Exercise aim: Scan the lines below for "recv" and copy the matches.

Entries supplied:
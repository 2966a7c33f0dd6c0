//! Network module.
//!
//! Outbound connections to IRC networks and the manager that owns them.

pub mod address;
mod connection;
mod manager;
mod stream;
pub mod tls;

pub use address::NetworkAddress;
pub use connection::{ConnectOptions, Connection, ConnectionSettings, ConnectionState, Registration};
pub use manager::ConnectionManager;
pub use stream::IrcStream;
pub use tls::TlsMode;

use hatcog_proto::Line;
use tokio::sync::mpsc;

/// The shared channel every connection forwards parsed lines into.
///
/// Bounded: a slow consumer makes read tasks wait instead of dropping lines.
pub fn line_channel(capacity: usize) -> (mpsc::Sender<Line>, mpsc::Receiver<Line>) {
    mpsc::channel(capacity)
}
---
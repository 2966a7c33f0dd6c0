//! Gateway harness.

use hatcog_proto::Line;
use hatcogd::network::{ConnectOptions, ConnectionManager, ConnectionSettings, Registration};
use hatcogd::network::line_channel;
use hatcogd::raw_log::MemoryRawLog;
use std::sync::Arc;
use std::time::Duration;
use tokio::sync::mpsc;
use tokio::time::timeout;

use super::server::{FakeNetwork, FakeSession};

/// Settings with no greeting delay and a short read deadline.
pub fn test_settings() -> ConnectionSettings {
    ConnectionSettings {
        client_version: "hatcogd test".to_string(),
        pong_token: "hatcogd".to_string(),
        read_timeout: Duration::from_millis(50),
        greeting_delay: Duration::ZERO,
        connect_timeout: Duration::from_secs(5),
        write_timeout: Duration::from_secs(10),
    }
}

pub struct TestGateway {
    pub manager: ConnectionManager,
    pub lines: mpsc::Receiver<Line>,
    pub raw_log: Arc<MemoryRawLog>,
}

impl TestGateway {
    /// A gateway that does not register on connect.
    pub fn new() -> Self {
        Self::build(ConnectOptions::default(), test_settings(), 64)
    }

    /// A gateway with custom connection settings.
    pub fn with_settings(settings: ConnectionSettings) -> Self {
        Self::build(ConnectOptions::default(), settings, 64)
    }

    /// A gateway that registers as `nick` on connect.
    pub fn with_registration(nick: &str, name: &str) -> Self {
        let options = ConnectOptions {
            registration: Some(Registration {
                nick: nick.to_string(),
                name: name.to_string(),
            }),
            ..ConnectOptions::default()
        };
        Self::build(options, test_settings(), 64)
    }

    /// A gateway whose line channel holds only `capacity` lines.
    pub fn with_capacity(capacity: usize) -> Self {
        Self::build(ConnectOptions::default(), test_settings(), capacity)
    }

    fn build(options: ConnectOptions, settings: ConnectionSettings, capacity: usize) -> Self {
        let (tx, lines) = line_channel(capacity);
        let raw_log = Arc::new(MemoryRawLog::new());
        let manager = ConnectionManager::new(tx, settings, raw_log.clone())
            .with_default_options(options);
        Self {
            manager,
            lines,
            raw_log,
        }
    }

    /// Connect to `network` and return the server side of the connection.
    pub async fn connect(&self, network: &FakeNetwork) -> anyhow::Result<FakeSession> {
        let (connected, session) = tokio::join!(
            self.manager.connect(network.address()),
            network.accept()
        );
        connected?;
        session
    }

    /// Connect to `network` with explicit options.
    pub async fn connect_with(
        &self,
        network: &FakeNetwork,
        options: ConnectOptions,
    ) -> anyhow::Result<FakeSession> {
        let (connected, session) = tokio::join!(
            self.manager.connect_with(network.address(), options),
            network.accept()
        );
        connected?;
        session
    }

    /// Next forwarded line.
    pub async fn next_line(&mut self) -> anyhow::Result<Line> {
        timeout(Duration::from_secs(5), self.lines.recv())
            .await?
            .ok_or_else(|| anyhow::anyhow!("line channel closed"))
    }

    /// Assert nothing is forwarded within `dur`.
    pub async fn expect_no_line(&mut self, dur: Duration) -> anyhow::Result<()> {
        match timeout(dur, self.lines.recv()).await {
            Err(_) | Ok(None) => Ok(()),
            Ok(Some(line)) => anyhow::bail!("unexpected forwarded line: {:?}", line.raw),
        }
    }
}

Exercise result:
        timeout(Duration::from_secs(5), self.lines.recv())
        match timeout(dur, self.lines.recv()).await {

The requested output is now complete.